Chipotle Shrimp

YIELD Serves 4



1 15-ounce can diced canned tomatoes in juice (preferably fire roasted), drained

2 to 3 canned chipotle chiles en adobo

1 tablespoon chipotle canning sauce

2 tablespoons vegetable or olive oil

3 garlic cloves, peeled and finely chopped or crushed through a garlic press

About 1 ½ cups fish or chicken broth or water


1 to 1 ¼ pounds medium-large shrimp (21 to 25 shrimp per pound), peeled and deveined, tail left on if you wish

About ¼ cup (loosely packed) roughly chopped cilantro, for garnish


Pour the drained tomatoes into a blender or food processor.  Add the chipotle chiles and chipotle canning sauce. Process until smooth.  In a very large (12-inch skillet), heat the oil over medium.  Add the garlic and stir until fragrant and golden, about 1 minute.  Pour in the tomato mixture. 

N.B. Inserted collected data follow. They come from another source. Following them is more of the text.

use axum::routing::get;
use axum::{Json, Router};
use serde::Serialize;

use crate::handlers::not_found::not_found;
use crate::state::AppState;

/// Health check response payload.
#[derive(Serialize)]
pub struct HealthResponse {
    /// Overall service status.
    pub status: &'static str,
    /// Crate version from Cargo.toml.
    pub version: &'static str,
}

/// GET /health -- liveness check. Does not touch the upstream fact service.
async fn health_check() -> Json<HealthResponse> {
    Json(HealthResponse {
        status: "ok",
        version: env!("CARGO_PKG_VERSION"),
    })
}

/// Mount health check routes at root level.
pub fn router() -> Router<AppState> {
    Router::new().route("/health", get(health_check).fallback(not_found))
}
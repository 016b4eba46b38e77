use std::sync::Arc;

use numclass_facts::FactEnricher;

/// Shared application state available to all Axum handlers via `State<AppState>`.
///
/// Cheaply cloneable; nothing in it is mutated after startup. Configuration
/// is consumed while building the router and the fact client, not here.
#[derive(Clone)]
pub struct AppState {
    /// Fun-fact lookup backed by the numbers API.
    pub facts: Arc<FactEnricher>,
}
//! Route definitions for number classification.

use axum::routing::get;
use axum::Router;

use crate::handlers::{classify, not_found::not_found};
use crate::state::AppState;

/// Routes mounted at `/api`.
///
/// ```text
/// GET /classify-number?number={n}   -> classify_number
/// ```
pub fn router() -> Router<AppState> {
    Router::new().route(
        "/classify-number",
        get(classify::classify_number).fallback(not_found),
    )
}
//! Classification result assembled from the property checks and a fun fact.

use serde::Serialize;

use crate::number::{self, PROPERTY_NEGATIVE};

/// Evaluator output for a single integer, before enrichment.
#[derive(Debug, Clone, PartialEq, Eq)]
pub struct NumberProfile {
    pub number: i64,
    pub is_prime: bool,
    pub is_perfect: bool,
    pub properties: Vec<&'static str>,
    pub digit_sum: u64,
}

impl NumberProfile {
    /// Run every property check against `n`.
    ///
    /// `properties` is [`number::properties`] followed by `"negative"` when
    /// `n < 0`. Primality and perfection share one divisor scan, the only
    /// step whose cost grows with `sqrt(n)`.
    pub fn evaluate(n: i64) -> Self {
        let (is_prime, is_perfect) = number::prime_and_perfect(n);
        let mut properties = number::properties(n);
        if n < 0 {
            properties.push(PROPERTY_NEGATIVE);
        }

        Self {
            number: n,
            is_prime,
            is_perfect,
            properties,
            digit_sum: number::digit_sum(n),
        }
    }
}

/// Successful response body of `GET /api/classify-number`.
///
/// Field order is the serialized key order.
#[derive(Debug, Clone, PartialEq, Eq, Serialize)]
pub struct ClassificationResult {
    pub number: i64,
    pub is_prime: bool,
    pub is_perfect: bool,
    pub properties: Vec<String>,
    pub digit_sum: u64,
    pub fun_fact: String,
}

impl ClassificationResult {
    pub fn new(profile: NumberProfile, fun_fact: String) -> Self {
        Self {
            number: profile.number,
            is_prime: profile.is_prime,
            is_perfect: profile.is_perfect,
            properties: profile.properties.into_iter().map(String::from).collect(),
            digit_sum: profile.digit_sum,
            fun_fact,
        }
    }
}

Cook, stirring frequently, for 5 minutes for the flavors to meld.  Add enough broth or water to achieve a light tomato sauce consistency. Taste and season highly with salt, usually about 1 teaspoon.

Add the shrimp to the pan.  Cook, stirring nearly constantly, until the shrimp are cooked through, about 4 minutes.  Stir in a little more broth or water if the sauce has thickened too much.  Scoop onto dinner plates and sprinkle with the cilantro.